I'm training, but the data is big, so I'll let you know the results in the future
download pth file
config.py
_C.DATA.IMG_SIZE = 224
_C.MODEL.PRETRAINED = 'internimage_b_1k_224.pth'
_C.MODEL.NUM_CLASSES = 4
if 'head.bias' in state_dict:
head_bias_pretrained = state_dict['head.bias']
Nc1 = head_bias_pretrained.shape[0]
Nc2 = model.head.bias.shape[0]
logger.info(f'{Nc1}, {Nc2}')
if (Nc1 != Nc2):
# head_weight = model.head.weight
# head_bias = model.head.bias
model.head.weight = torch.nn.Parameter(torch.zeros_like(model.head.weight))

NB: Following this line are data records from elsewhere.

use std::io;
use std::sync::Arc;
use std::time::Duration;

use chrono::{DateTime, Local};
use crossterm::event::{
    DisableMouseCapture, EnableMouseCapture, Event, EventStream, KeyEventKind,
};
use crossterm::execute;
use crossterm::terminal::{
    EnterAlternateScreen, LeaveAlternateScreen, disable_raw_mode, enable_raw_mode,
};
use futures::StreamExt;
use ratatui::Terminal;
use ratatui::backend::CrosstermBackend;
use ratatui::layout::Rect;
use tokio::sync::mpsc;
use tokio::task::JoinHandle;
use tokio::time::{Instant, MissedTickBehavior};

use crate::io::command::{CommandRunner, ProcessRunner};
use crate::io::sources::{SourceError, lookup_subtasks};
use crate::io::watcher::{FileEvent, TaskFileWatcher};
use crate::model::config::MonitorConfig;
use crate::model::snapshot::Snapshot;
use crate::model::task::Task;
use crate::ops::resolve::SourceResolver;

use super::input::{Action, map_key, map_mouse};
use super::refresh::RefreshGate;
use super::render;
use super::theme::Theme;
use super::view_model::{SubtaskLookup, ViewModel};
use super::viewport::ListViewport;

/// Background work requested by the state machine
#[derive(Debug, Clone, PartialEq, Eq)]
pub enum Job {
    Resolve { generation: u64 },
    LookupSubtasks(SubtaskLookup),
}

/// Results of background work, delivered back to the event loop
#[derive(Debug)]
pub enum AppMessage {
    Resolved(Snapshot),
    Subtasks {
        task_id: String,
        stamp: u64,
        result: Result<Vec<Task>, SourceError>,
    },
}

/// Main application state
pub struct App {
    pub view: ViewModel,
    pub viewport: ListViewport,
    pub theme: Theme,
    pub title_width: usize,
    /// External tool name, shown in hints
    pub program: String,
    pub now: DateTime<Local>,
    pub should_quit: bool,
    /// Inner area of the task list from the last draw, for pointer hit-testing
    pub list_area: Option<Rect>,
    gate: RefreshGate,
    jobs: Vec<Job>,
}

impl App {
    pub fn new(config: &MonitorConfig) -> Self {
        App {
            view: ViewModel::new(),
            viewport: ListViewport::default(),
            theme: Theme::from_config(&config.ui),
            title_width: config.ui.title_width,
            program: config.source.program.clone(),
            now: Local::now(),
            should_quit: false,
            list_area: None,
            gate: RefreshGate::new(),
            jobs: Vec::new(),
        }
    }

    /// Start a refresh cycle, or queue one behind the cycle in flight
    pub fn request_refresh(&mut self) {
        if let Some(generation) = self.gate.request() {
            self.jobs.push(Job::Resolve { generation });
        }
    }

    pub fn is_refreshing(&self) -> bool {
        self.gate.is_busy()
    }

    /// Drain the work queued since the last call
    pub fn take_jobs(&mut self) -> Vec<Job> {
        std::mem::take(&mut self.jobs)
    }

    pub fn handle_message(&mut self, msg: AppMessage) {
        match msg {
            AppMessage::Resolved(snapshot) => {
                let done = self.gate.complete(snapshot.generation);
                if done.apply {
                    tracing::info!(
                        generation = snapshot.generation,
                        source = %snapshot.source.label(),
                        tasks = snapshot.tasks.len(),
                        "snapshot applied"
                    );
                    self.view.apply_snapshot(snapshot);
                    self.viewport.reveal(self.view.cursor());
                }
                if let Some(generation) = done.next {
                    self.jobs.push(Job::Resolve { generation });
                }
            }
            AppMessage::Subtasks {
                task_id,
                stamp,
                result,
            } => {
                let subtasks = result.unwrap_or_else(|e| {
                    tracing::warn!(task_id = %task_id, error = %e, "subtask lookup failed");
                    Vec::new()
                });
                self.view.apply_subtasks(&task_id, stamp, subtasks);
            }
        }
        self.queue_lookup();
    }

    pub fn handle_action(&mut self, action: Action) {
        match action {
            Action::Quit => self.should_quit = true,
            Action::CyclePriorityFilter => {
                self.view.cycle_priority_filter();
                self.viewport.reveal(self.view.cursor());
                self.request_refresh();
            }
            Action::CycleStatusFilter => {
                self.view.cycle_status_filter();
                self.viewport.reveal(self.view.cursor());
                self.request_refresh();
            }
            Action::Refresh => self.request_refresh(),
            Action::Confirm => self.view.confirm(),
            Action::Move(delta) | Action::Scroll(delta) => self.move_and_reveal(delta),
            Action::Page(pages) => {
                let page = self.viewport.height.max(1) as isize;
                self.move_and_reveal(pages * page);
            }
            Action::First => {
                self.view.select_first();
                self.viewport.reveal(self.view.cursor());
            }
            Action::Last => {
                self.view.select_last();
                self.viewport.reveal(self.view.cursor());
            }
            // the row is on screen already, so the window stays put
            Action::Click(index) | Action::Hover(index) => {
                self.view.select_index(index);
            }
        }
        self.queue_lookup();
    }

    pub fn handle_event(&mut self, event: Event) {
        let action = match event {
            Event::Key(key) if key.kind == KeyEventKind::Press => map_key(key),
            Event::Mouse(mouse) => self.list_area.and_then(|area| {
                let len = self.view.rows().len();
                let viewport = self.viewport;
                map_mouse(mouse, area, |line| viewport.row_at(line, len))
            }),
            _ => None,
        };
        if let Some(action) = action {
            self.handle_action(action);
        }
    }

    fn move_and_reveal(&mut self, delta: isize) {
        self.view.move_by(delta);
        self.viewport.reveal(self.view.cursor());
    }

    fn queue_lookup(&mut self) {
        if let Some(lookup) = self.view.take_lookup() {
            self.jobs.push(Job::LookupSubtasks(lookup));
        }
    }
}

/// Shared handles the spawned jobs need
struct Workers {
    resolver: Arc<SourceResolver>,
    runner: Arc<dyn CommandRunner>,
    lookup_timeout: Duration,
    tx: mpsc::UnboundedSender<AppMessage>,
    /// The detail lookup still running, if any
    lookup: Option<JoinHandle<()>>,
}

impl Workers {
    fn new(
        resolver: Arc<SourceResolver>,
        runner: Arc<dyn CommandRunner>,
        lookup_timeout: Duration,
        tx: mpsc::UnboundedSender<AppMessage>,
    ) -> Self {
        Workers {
            resolver,
            runner,
            lookup_timeout,
            tx,
            lookup: None,
        }
    }

    fn spawn(&mut self, job: Job) {
        let tx = self.tx.clone();
        match job {
            Job::Resolve { generation } => {
                let resolver = self.resolver.clone();
                tokio::spawn(async move {
                    let snapshot = resolver.resolve(generation).await;
                    let _ = tx.send(AppMessage::Resolved(snapshot));
                });
            }
            Job::LookupSubtasks(lookup) => {
                // a newer selection supersedes it; dropping the future kills the child
                if let Some(previous) = self.lookup.take() {
                    previous.abort();
                }
                let runner = self.runner.clone();
                let limit = self.lookup_timeout;
                self.lookup = Some(tokio::spawn(async move {
                    let result = lookup_subtasks(runner.as_ref(), &lookup.task_id, limit).await;
                    let _ = tx.send(AppMessage::Subtasks {
                        task_id: lookup.task_id,
                        stamp: lookup.stamp,
                        result,
                    });
                }));
            }
        }
    }
}

/// Run the TUI application
pub async fn run(config: MonitorConfig) -> Result<(), Box<dyn std::error::Error>> {
    let runner: Arc<dyn CommandRunner> = Arc::new(ProcessRunner::new(&config.source.program));
    let resolver = Arc::new(SourceResolver::from_config(&config.source, runner.clone()));
    let (tx, mut rx) = mpsc::unbounded_channel();
    let mut workers = Workers::new(resolver, runner, config.source.lookup_timeout(), tx);

    let (file_tx, mut file_rx) = mpsc::unbounded_channel();
    let _watcher = match TaskFileWatcher::start(&config.source.task_files, file_tx) {
        Ok(w) => w,
        Err(e) => {
            tracing::warn!(error = %e, "file watching disabled");
            None
        }
    };

    let mut app = App::new(&config);
    app.request_refresh();

    // Setup terminal
    enable_raw_mode()?;
    let mut stdout = io::stdout();
    execute!(stdout, EnterAlternateScreen)?;
    if config.ui.mouse {
        execute!(stdout, EnableMouseCapture)?;
    }
    let backend = CrosstermBackend::new(stdout);
    let mut terminal = Terminal::new(backend)?;
    terminal.clear()?;

    // Install panic hook to restore terminal on panic
    let original_hook = std::panic::take_hook();
    std::panic::set_hook(Box::new(move |panic_info| {
        let _ = disable_raw_mode();
        let _ = execute!(io::stdout(), DisableMouseCapture, LeaveAlternateScreen);
        original_hook(panic_info);
    }));

    let result = run_event_loop(
        &mut terminal,
        &mut app,
        &mut workers,
        &mut rx,
        &mut file_rx,
        config.ui.refresh_interval(),
    )
    .await;

    // Restore terminal
    disable_raw_mode()?;
    if config.ui.mouse {
        execute!(terminal.backend_mut(), DisableMouseCapture)?;
    }
    execute!(terminal.backend_mut(), LeaveAlternateScreen)?;
    terminal.show_cursor()?;

    result
}

async fn run_event_loop(
    terminal: &mut Terminal<CrosstermBackend<io::Stdout>>,
    app: &mut App,
    workers: &mut Workers,
    rx: &mut mpsc::UnboundedReceiver<AppMessage>,
    file_rx: &mut mpsc::UnboundedReceiver<FileEvent>,
    period: Duration,
) -> Result<(), Box<dyn std::error::Error>> {
    let mut ticker = tokio::time::interval_at(Instant::now() + period, period);
    ticker.set_missed_tick_behavior(MissedTickBehavior::Skip);
    let mut clock = tokio::time::interval(Duration::from_secs(1));
    clock.set_missed_tick_behavior(MissedTickBehavior::Skip);
    let mut events = EventStream::new();

    loop {
        for job in app.take_jobs() {
            workers.spawn(job);
        }
        terminal.draw(|frame| render::render(frame, app))?;
        if app.should_quit {
            return Ok(());
        }

        tokio::select! {
            _ = ticker.tick() => app.request_refresh(),
            _ = clock.tick() => {
                app.now = Local::now();
            }
            Some(msg) = rx.recv() => app.handle_message(msg),
            Some(FileEvent::Changed(paths)) = file_rx.recv() => {
                tracing::debug!(?paths, "task file changed");
                app.request_refresh();
            }
            maybe_event = events.next() => match maybe_event {
                Some(Ok(event)) => app.handle_event(event),
                Some(Err(e)) => return Err(e.into()),
                None => return Ok(()),
            },
        }
    }
}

model.head.bias = torch.nn.Parameter(torch.zeros_like(model.head.bias))
state_dict.pop('head.weight', None)
state_dict.pop('head.bias', None)
def __iter__(self):
# deterministically shuffle based on epoch
g = torch.Generator()
g.manual_seed(self.epoch)
t = torch.Generator()
t.manual_seed(0)
indices = torch.randperm(len(self.dataset), generator=t).tolist()
indices = [i for i in indices if i % self.num_parts == self.rank]
# add extra samples to make it evenly divisible
while len(indices) < self.total_size_parts:
indices += indices[:(self.total_size_parts - len(indices))]
indices = indices[:self.total_size_parts]
assert len(indices) == self.total_size_parts, f'Length of indices ({len(indices)}) does not match total_size_parts ({self.total_size_parts})'
# subsample
indices = indices[self.rank // self.num_parts:self.total_size_parts:self.num_replicas // self.num_parts]
index = torch.randperm(len(indices), generator=g).tolist()
indices = list(np.array(indices)[index])
assert len(indices) == self.num_samples, f'Length of indices ({len(indices)}) does not match num_samples ({self.num_samples})'
return iter(indices)
python -m torch.distributed.launch --nproc_per_node 2 --master_port 12345 main.py --cfg configs/without_lr_decay/internimage_b_1k_224_custom.yaml --data-path [data-path] --pretrained internimage_b_1k_224.pth --batch-size 120
my gpu is a100 * 2.
python -m torch.distributed.launch --nproc_per_node 1 --master_port 12345 main.py --cfg configs/without_lr_decay/internimage_b_1k_224_custom.yaml --batch-size 256 --accumulation-steps 4 --pretrained internimage_b_1k_224.pth --data-path [data-path] --local-rank 1 --output work_dirs
2024.06.11 train success (image classification fine-tuning)
[bug]
I don't think there's progress in training.. Everything's the same as loss May I know the reason?
I customized the config.py. how to train fine-tuning classification model?